WORKING DATA section start
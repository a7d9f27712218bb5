//! The top-level parser driving loop (§4.2): classifies each logical line in
//! priority order (directive, command, assignment, dependency) and wires the
//! already-standalone sub-modules — [`input`], [`include`], [`assign`],
//! [`depline`], [`forloop`] — together with `core-cond`'s conditional stack
//! and `core-vars`' variable engine into one running [`Parser`].

pub mod assign;
pub mod depline;
pub mod forloop;
pub mod include;
pub mod input;

use std::collections::HashSet;
use std::path::PathBuf;

use core_cond::{CondContext, CondError};
use core_diag::{Diagnostic, Diagnostics};
use core_model::{Graph, Handle, Kind, Provenance, SearchPath, SearchPaths};
use core_vars::{VarEngine, VarsError};

use crate::depline::{DepLineError, Operator, Special};
use crate::forloop::ForLoopError;
use crate::include::IncludeError;
use crate::input::{InputError, LogicalLine, Mode};

#[derive(Debug, thiserror::Error)]
pub enum ParseError {
    #[error("{0}: {1}")]
    Io(PathBuf, #[source] std::io::Error),
    #[error(transparent)]
    Input(#[from] InputError),
    #[error(transparent)]
    Include(#[from] IncludeError),
    #[error(transparent)]
    Cond(#[from] CondError),
    #[error(transparent)]
    DepLine(#[from] DepLineError),
    #[error(transparent)]
    ForLoop(#[from] ForLoopError),
    #[error(transparent)]
    Vars(#[from] VarsError),
}

const COND_WORDS: &[&str] = &[
    "if", "ifdef", "ifndef", "ifmake", "ifnmake", "elif", "elifdef", "elifndef", "elifmake",
    "elifnmake", "else", "endif",
];

/// The `.for`/`.endfor` driving loop needs to recognize its own keywords
/// mid-body to track nesting while accumulating the raw body (§4.2 item 1).
fn dot_word(line: &str) -> (&str, &str) {
    let after_dot = &line[1..];
    let bytes = after_dot.as_bytes();
    let mut wlen = 0;
    while wlen < bytes.len()
        && (bytes[wlen].is_ascii_alphanumeric() || bytes[wlen] == b'_' || bytes[wlen] == b'-')
    {
        wlen += 1;
    }
    (&after_dot[..wlen], after_dot[wlen..].trim_start())
}

/// Everything the top-level run needs once parsing is done: the populated
/// graph, the variable engine (still needed at dispatch time for `.TARGET`
/// etc.), and whatever diagnostics were accumulated along the way.
pub struct Parser {
    pub graph: Graph,
    pub vars: VarEngine,
    pub diagnostics: Diagnostics,
    pub paths: SearchPaths,

    includes: include::IncludeStack,
    group: Vec<Handle>,

    /// Targets requested on the command line; an empty list means "whatever
    /// `.MAIN` or the first mundane target resolves to" (§6).
    pub command_line_targets: Vec<String>,
    /// Set by a `.MAIN` special-target line when `command_line_targets` was
    /// empty at parse time (§4.2.2).
    pub main_override: Option<Vec<String>>,

    pub global_ignore: bool,
    pub global_silent: bool,
    pub global_precious: bool,
    pub delete_on_error: bool,
    pub notparallel: bool,
    pub singleshell: bool,
    pub shell_override: Option<String>,

    /// `.DEFAULT`'s node, if declared (§4.6a).
    pub default_node: Option<Handle>,
    /// Ordered `.SUFFIXES` list (§4.6a).
    pub suffixes: Vec<String>,
    pub null_suffix: Option<String>,

    exported: HashSet<String>,
    export_all: bool,

    errored: bool,
}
WORKING DATA section end
**TASK PROMPT**. Every record above is to be restated exactly as it reads.

**ANSWER FOR THIS EXERCISE**.
repository a7d9f27712218bb5
//! The top-level parser driving loop (§4.2): classifies each logical line in
//! priority order (directive, command, assignment, dependency) and wires the
//! already-standalone sub-modules — [`input`], [`include`], [`assign`],
//! [`depline`], [`forloop`] — together with `core-cond`'s conditional stack
//! and `core-vars`' variable engine into one running [`Parser`].

pub mod assign;
pub mod depline;
pub mod forloop;
pub mod include;
pub mod input;

use std::collections::HashSet;
use std::path::PathBuf;

use core_cond::{CondContext, CondError};
use core_diag::{Diagnostic, Diagnostics};
use core_model::{Graph, Handle, Kind, Provenance, SearchPath, SearchPaths};
use core_vars::{VarEngine, VarsError};

use crate::depline::{DepLineError, Operator, Special};
use crate::forloop::ForLoopError;
use crate::include::IncludeError;
use crate::input::{InputError, LogicalLine, Mode};

#[derive(Debug, thiserror::Error)]
pub enum ParseError {
    #[error("{0}: {1}")]
    Io(PathBuf, #[source] std::io::Error),
    #[error(transparent)]
    Input(#[from] InputError),
    #[error(transparent)]
    Include(#[from] IncludeError),
    #[error(transparent)]
    Cond(#[from] CondError),
    #[error(transparent)]
    DepLine(#[from] DepLineError),
    #[error(transparent)]
    ForLoop(#[from] ForLoopError),
    #[error(transparent)]
    Vars(#[from] VarsError),
}

const COND_WORDS: &[&str] = &[
    "if", "ifdef", "ifndef", "ifmake", "ifnmake", "elif", "elifdef", "elifndef", "elifmake",
    "elifnmake", "else", "endif",
];

/// The `.for`/`.endfor` driving loop needs to recognize its own keywords
/// mid-body to track nesting while accumulating the raw body (§4.2 item 1).
fn dot_word(line: &str) -> (&str, &str) {
    let after_dot = &line[1..];
    let bytes = after_dot.as_bytes();
    let mut wlen = 0;
    while wlen < bytes.len()
        && (bytes[wlen].is_ascii_alphanumeric() || bytes[wlen] == b'_' || bytes[wlen] == b'-')
    {
        wlen += 1;
    }
    (&after_dot[..wlen], after_dot[wlen..].trim_start())
}

/// Everything the top-level run needs once parsing is done: the populated
/// graph, the variable engine (still needed at dispatch time for `.TARGET`
/// etc.), and whatever diagnostics were accumulated along the way.
pub struct Parser {
    pub graph: Graph,
    pub vars: VarEngine,
    pub diagnostics: Diagnostics,
    pub paths: SearchPaths,

    includes: include::IncludeStack,
    group: Vec<Handle>,

    /// Targets requested on the command line; an empty list means "whatever
    /// `.MAIN` or the first mundane target resolves to" (§6).
    pub command_line_targets: Vec<String>,
    /// Set by a `.MAIN` special-target line when `command_line_targets` was
    /// empty at parse time (§4.2.2).
    pub main_override: Option<Vec<String>>,

    pub global_ignore: bool,
    pub global_silent: bool,
    pub global_precious: bool,
    pub delete_on_error: bool,
    pub notparallel: bool,
    pub singleshell: bool,
    pub shell_override: Option<String>,

    /// `.DEFAULT`'s node, if declared (§4.6a).
    pub default_node: Option<Handle>,
    /// Ordered `.SUFFIXES` list (§4.6a).
    pub suffixes: Vec<String>,
    pub null_suffix: Option<String>,

    exported: HashSet<String>,
    export_all: bool,

    errored: bool,
}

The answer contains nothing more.